The performance was amazing. Metheny’s virtuosity on a guitar, both the normal version and the various “enhanced” ones he played over the course of the evening, was remarkable. The mechanical instruments were varied, beautiful, and fascinating, and a pleasure to watch and try to figure out how he controlled them. The only downside? It turns out that neither of us particularly like Metheny’s music.
But first things first. The instruments — my goodness, the instruments! He opened with a hihat with two solenoid-driven drumsticks playing it, as well as a set of finger cymbals mounted on a similar actuator. He also had some very cool four-stringed instruments with robot “fingers” that rolled rapidly up and down the strings and revolving plectrums that set the strings vibrating. There was a big marimba on each side of the stage with a mallet for every bar that played under computer control as well.

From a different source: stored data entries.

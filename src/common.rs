//! Common types and constants for the GIF animation encoder
//!
//! This module defines the error type, format constants, and the configuration
//! and statistics structures shared by the encoder pipeline.

use thiserror::Error;

/// Error type for encoder operations
#[derive(Debug, Error)]
pub enum GifError {
    /// The sink rejected the container header in `begin`
    #[error("Output sink unavailable: {0}")]
    SinkUnavailable(#[source] std::io::Error),

    /// Operation on a session that has already been ended
    #[error("Encoder session is not open")]
    SessionNotOpen,

    /// Frame dimensions differ from the session's logical screen
    #[error("Frame dimensions {actual:?} do not match session dimensions {expected:?}")]
    DimensionMismatch {
        /// Session width and height
        expected: (u16, u16),
        /// Width and height passed with the frame
        actual: (u16, u16),
    },

    /// Palette bit depth above 8 or more entries than the depth allows
    #[error("Palette too large: bit depth {bit_depth}, {entries} entries")]
    PaletteTooLarge {
        /// Requested bit depth
        bit_depth: u8,
        /// Number of entries supplied
        entries: usize,
    },

    /// Palette bit depth of zero
    #[error("Invalid palette bit depth: {0} (expected 1..=8)")]
    InvalidBitDepth(u8),

    /// Pixel refers to an entry beyond the palette table
    #[error("Pixel index {index} outside palette of {palette_size} entries")]
    InvalidPixelIndex {
        /// Offending palette index
        index: u8,
        /// Number of palette entries
        palette_size: usize,
    },

    /// Opaque pixel uses the reserved transparency index
    #[error("Pixel {position} uses the reserved transparency index")]
    ReservedIndex {
        /// Pixel offset in the frame
        position: usize,
    },

    /// Pixel buffer length does not match the frame dimensions
    #[error("Pixel buffer length {actual} does not match expected {expected}")]
    BufferLength {
        /// Expected length in bytes
        expected: usize,
        /// Actual length in bytes
        actual: usize,
    },

    /// I/O error
    #[error("I/O error: {0}")]
    Io(#[from] std::io::Error),
}

/// Result type alias for encoder operations
pub type Result<T> = std::result::Result<T, GifError>;

// GIF89a format constants

/// File signature and version
pub const GIF_SIGNATURE: &[u8; 6] = b"GIF89a";

/// Application identifier of the looping extension
pub const LOOP_APPLICATION_ID: &[u8; 11] = b"NETSCAPE2.0";

/// Palette index reserved for "pixel unchanged from previous frame"
pub const TRANSPARENT_INDEX: u8 = 0;

/// Maximum palette bit depth
pub const MAX_BIT_DEPTH: u8 = 8;

/// Maximum LZW code width in bits
pub const MAX_CODE_SIZE: u8 = 12;

/// Number of codes addressable at the maximum code width
pub const MAX_CODE_ENTRIES: usize = 1 << MAX_CODE_SIZE as usize;

/// Last assignable code before the dictionary must be cleared
pub const MAX_CODE: u16 = 4095;

/// Maximum data bytes in one sub-block
pub const MAX_BLOCK_SIZE: usize = 255;

/// Extension introducer byte
pub const EXTENSION_INTRODUCER: u8 = 0x21;

/// Application extension label
pub const APPLICATION_LABEL: u8 = 0xFF;

/// Graphics control extension label
pub const GRAPHIC_CONTROL_LABEL: u8 = 0xF9;

/// Image descriptor separator
pub const IMAGE_SEPARATOR: u8 = 0x2C;

/// Container trailer byte
pub const TRAILER: u8 = 0x3B;

/// Session-level encoder configuration
#[derive(Debug, Clone, Copy, PartialEq, Eq)]
pub struct EncoderOptions {
    /// Loop count written in the looping extension (0 = forever)
    pub loop_count: u16,
    /// Reject frames that place the transparency index on an opaque pixel
    pub strict_transparency: bool,
}

impl Default for EncoderOptions {
    fn default() -> Self {
        Self {
            loop_count: 0,
            strict_transparency: true,
        }
    }
}

impl EncoderOptions {
    /// Set the loop count
    pub fn with_loop_count(mut self, loop_count: u16) -> Self {
        self.loop_count = loop_count;
        self
    }

    /// Enable or disable the reserved-index check
    pub fn with_strict_transparency(mut self, strict: bool) -> Self {
        self.strict_transparency = strict;
        self
    }
}

/// Statistics accumulated over an encoder session
#[derive(Debug, Default, Clone, PartialEq, Eq)]
pub struct EncoderStats {
    /// Frames written
    pub frames: usize,
    /// Pixels processed across all frames
    pub pixels: usize,
    /// Pixels replaced with the transparency index
    pub transparent_pixels: usize,
    /// LZW codes emitted, including clear and end codes
    pub codes: usize,
    /// Dictionary resets forced by a full code table
    pub dictionary_resets: usize,
    /// Compressed image bytes, excluding block length prefixes
    pub compressed_bytes: usize,
    /// Data sub-blocks written, excluding terminators
    pub blocks: usize,
}

#[cfg(test)]
mod tests {
    use super::*;

    #[test]
    fn test_constants() {
        assert_eq!(GIF_SIGNATURE, b"GIF89a");
        assert_eq!(LOOP_APPLICATION_ID.len(), 11);
        assert_eq!(MAX_CODE_ENTRIES, 4096);
        assert_eq!(MAX_CODE as usize, MAX_CODE_ENTRIES - 1);
        assert_eq!(MAX_BLOCK_SIZE, 0xFF);
    }

    #[test]
    fn test_options_builder() {
        let options = EncoderOptions::default()
            .with_loop_count(3)
            .with_strict_transparency(false);
        assert_eq!(options.loop_count, 3);
        assert!(!options.strict_transparency);

        let defaults = EncoderOptions::default();
        assert_eq!(defaults.loop_count, 0);
        assert!(defaults.strict_transparency);
    }

    #[test]
    fn test_error_display() {
        let err = GifError::DimensionMismatch {
            expected: (4, 4),
            actual: (2, 2),
        };
        assert!(err.to_string().contains("(2, 2)"));
        assert_eq!(
            GifError::SessionNotOpen.to_string(),
            "Encoder session is not open"
        );
    }
}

After a few pieces with these instruments, he pulled up a curtain to reveal the rest of the Orchestrion. My first impression was that some enterprising high school biology student had taken a scalpel to Neal Peart’s drum kit, carefully dissected it, and then neatly pinned all its component bits to the wall. There was also a cabinet filled with jars containing varying amounts of water to produce different pitches when air was blown across the top, a bass and guitar that looked like they had been assimilated by the Borg, and a big collection of hand percussion being shaken by mechanical poltergeists. When they all got going at once (which they often did), it made for some wonderful mechanical musical madness!
Unfortunately, Metheny plays a flavor of music that, while technically amazing and probably fascinating to modern Jazz fans, didn’t do much for either of us. Melodies were rare, harmonic progressions often seemed a bit directionless, and we were left feeling a bit adrift in a sea of high-speed improvisations. We were, however, clearly in the minority, as the crowd was hugely enthusiastic and provided several standing ovations over the course of the evening.
But in spite of that, we found the show fascinating, enjoyed getting to see the Paramount for the first time, and had a great evening together.